TASK TO CARRY OUT
Look through the records below for the line holding "pub fn execute<S: Shell". Write it out exactly, with each following line through the line holding "pub fn post(&self, event: Event)".

^^^^^^^^

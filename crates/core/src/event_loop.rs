//! Single-threaded event dispatch
//!
//! `dispatch` is the one place where an event reaches the controller and
//! its effects reach the platform. The Win32 backend calls it from the
//! window procedure; the portable backend drives it from a crossbeam
//! queue through [`EventLoop`].

use crate::controller::Controller;
use crate::event::{Effect, Event};
use crossbeam::channel::{unbounded, Receiver, Sender};
use tracing::debug;

/// Platform side of the effects the controller emits
pub trait Shell {
    fn apply_icon(&mut self);
    fn toggle_console(&mut self);
    fn restore_indicator(&mut self);
    fn terminate_child(&mut self);
    fn destroy_indicator(&mut self);
    fn destroy_window(&mut self);
    fn release_icon(&mut self);
    fn stop_loop(&mut self);
}

/// Whether the loop should keep pulling events
#[derive(Debug, Clone, Copy, PartialEq, Eq)]
pub enum LoopControl {
    Continue,
    Stop,
}

/// Run one event through the controller and execute the resulting effects
///
/// The controller borrow ends before any effect runs, so effects may
/// re-enter `dispatch` (destroying a window synchronously reports
/// `WindowDestroyed`).
pub fn dispatch<S: Shell + ?Sized>(
    controller: &mut Controller,
    event: Event,
    shell: &mut S,
) -> LoopControl {
    let effects = controller.handle(event);
    execute(&effects, shell)
}

/// Execute effects in order
pub fn execute<S: Shell + ?Sized>(effects: &[Effect], shell: &mut S) -> LoopControl {
    let mut control = LoopControl::Continue;

    for effect in effects {
        debug!("Executing {:?}", effect);
        match effect {
            Effect::ApplyIcon => shell.apply_icon(),
            Effect::ToggleConsole => shell.toggle_console(),
            Effect::RestoreIndicator => shell.restore_indicator(),
            Effect::TerminateChild => shell.terminate_child(),
            Effect::DestroyIndicator => shell.destroy_indicator(),
            Effect::DestroyWindow => shell.destroy_window(),
            Effect::ReleaseIcon => shell.release_icon(),
            Effect::StopLoop => {
                shell.stop_loop();
                control = LoopControl::Stop;
            }
        }
    }

    control
}

/// Cloneable handle for posting events from any thread
#[derive(Debug, Clone)]
pub struct EventSender {
    tx: Sender<Event>,
}

impl EventSender {
    /// Post an event; a closed loop silently drops it
    pub fn post(&self, event: Event) {
        if self.tx.send(event).is_err() {
            debug!("Event loop gone, dropping {:?}", event);
        }
    }
}

/// Queue-driven loop used when there is no window message queue
pub struct EventLoop {
    tx: Sender<Event>,
    rx: Receiver<Event>,
}

impl Default for EventLoop {
    fn default() -> Self {
        Self::new()
    }
}

impl EventLoop {
    pub fn new() -> Self {
        let (tx, rx) = unbounded();
        Self { tx, rx }
    }

    pub fn sender(&self) -> EventSender {
        EventSender {
            tx: self.tx.clone(),
        }
    }

    /// Block on the queue and dispatch until the controller stops the loop
    ///
    /// Returns early only if every sender is gone, which cannot happen while
    /// the loop itself holds one.
    pub fn run<S: Shell + ?Sized>(&self, controller: &mut Controller, shell: &mut S) {
        while let Ok(event) = self.rx.recv() {
            if dispatch(controller, event, shell) == LoopControl::Stop {
                break;
            }
        }
    }
}

#[cfg(test)]
mod tests {
    use super::*;
    use crate::controller::Phase;
    use crate::visibility::{ConsoleDisplay, Visibility, VisibilityController};
    use std::cell::Cell;

    #[derive(Default)]
    struct CountingDisplay {
        applied: Cell<usize>,
    }

    impl ConsoleDisplay for CountingDisplay {
        fn set_visible(&self, _visible: bool) {
            self.applied.set(self.applied.get() + 1);
        }
    }

    /// Shell that records effects and feeds window destruction back
    struct TestShell {
        visibility: VisibilityController<CountingDisplay>,
        events: EventSender,
        indicator: bool,
        window: bool,
        icon_released: usize,
        stops: usize,
        terminated: usize,
    }

    impl TestShell {
        fn new(initial: Visibility, events: EventSender) -> Self {
            Self {
                visibility: VisibilityController::new(CountingDisplay::default(), initial),
                events,
                indicator: true,
                window: true,
                icon_released: 0,
                stops: 0,
                terminated: 0,
            }
        }
    }

    impl Shell for TestShell {
        fn apply_icon(&mut self) {}

        fn toggle_console(&mut self) {
            self.visibility.toggle();
        }

        fn restore_indicator(&mut self) {
            self.indicator = true;
        }

        fn terminate_child(&mut self) {
            self.terminated += 1;
            self.events.post(Event::ChildExited);
        }

        fn destroy_indicator(&mut self) {
            self.indicator = false;
        }

        fn destroy_window(&mut self) {
            assert!(!self.indicator, "indicator must go before its window");
            self.window = false;
            self.events.post(Event::WindowDestroyed);
        }

        fn release_icon(&mut self) {
            self.icon_released += 1;
        }

        fn stop_loop(&mut self) {
            self.stops += 1;
        }
    }

    fn run_toggles(initial: Visibility, toggles: usize) -> (TestShell, Controller) {
        let event_loop = EventLoop::new();
        let mut shell = TestShell::new(initial, event_loop.sender());
        let mut controller = Controller::new();

        dispatch(&mut controller, Event::IconResolved, &mut shell);

        let sender = event_loop.sender();
        for _ in 0..toggles {
            sender.post(Event::ToggleRequested);
        }
        sender.post(Event::ChildExited);
        // A duplicate notification must not cause a second teardown
        sender.post(Event::ChildExited);

        event_loop.run(&mut controller, &mut shell);
        (shell, controller)
    }

    #[test]
    fn test_toggle_parity_and_single_termination() {
        for initial in [Visibility::Shown, Visibility::Hidden] {
            for toggles in 0..6 {
                let (shell, controller) = run_toggles(initial, toggles);

                let expected = if toggles % 2 == 0 {
                    initial
                } else {
                    initial.toggled()
                };
                assert_eq!(shell.visibility.visibility(), expected);
                assert_eq!(shell.visibility.display().applied.get(), toggles);
                assert_eq!(controller.phase(), Phase::Terminated);
                assert_eq!(shell.stops, 1);
                assert_eq!(shell.icon_released, 1);
                assert!(!shell.window);
                assert!(!shell.indicator);
            }
        }
    }

    #[test]
    fn test_exit_posted_from_another_thread() {
        let event_loop = EventLoop::new();
        let mut shell = TestShell::new(Visibility::Shown, event_loop.sender());
        let mut controller = Controller::new();
        dispatch(&mut controller, Event::IconResolved, &mut shell);

        let sender = event_loop.sender();
        let notifier = std::thread::spawn(move || sender.post(Event::ChildExited));

        event_loop.run(&mut controller, &mut shell);
        notifier.join().unwrap();

        assert!(controller.is_terminated());
        assert_eq!(shell.stops, 1);
    }

    #[test]
    fn test_close_request_terminates_once() {
        let event_loop = EventLoop::new();
        let mut shell = TestShell::new(Visibility::Hidden, event_loop.sender());
        let mut controller = Controller::new();
        dispatch(&mut controller, Event::IconResolved, &mut shell);

        event_loop.sender().post(Event::CloseRequested);
        event_loop.run(&mut controller, &mut shell);

        assert_eq!(shell.terminated, 1);
        assert_eq!(shell.stops, 1);
        assert!(controller.is_terminated());
    }
}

^^^^^^^^

RESULT FOR THIS TASK
pub fn execute<S: Shell + ?Sized>(effects: &[Effect], shell: &mut S) -> LoopControl {
    let mut control = LoopControl::Continue;

    for effect in effects {
        debug!("Executing {:?}", effect);
        match effect {
            Effect::ApplyIcon => shell.apply_icon(),
            Effect::ToggleConsole => shell.toggle_console(),
            Effect::RestoreIndicator => shell.restore_indicator(),
            Effect::TerminateChild => shell.terminate_child(),
            Effect::DestroyIndicator => shell.destroy_indicator(),
            Effect::DestroyWindow => shell.destroy_window(),
            Effect::ReleaseIcon => shell.release_icon(),
            Effect::StopLoop => {
                shell.stop_loop();
                control = LoopControl::Stop;
            }
        }
    }

    control
}

/// Cloneable handle for posting events from any thread
#[derive(Debug, Clone)]
pub struct EventSender {
    tx: Sender<Event>,
}

impl EventSender {
    /// Post an event; a closed loop silently drops it
    pub fn post(&self, event: Event) {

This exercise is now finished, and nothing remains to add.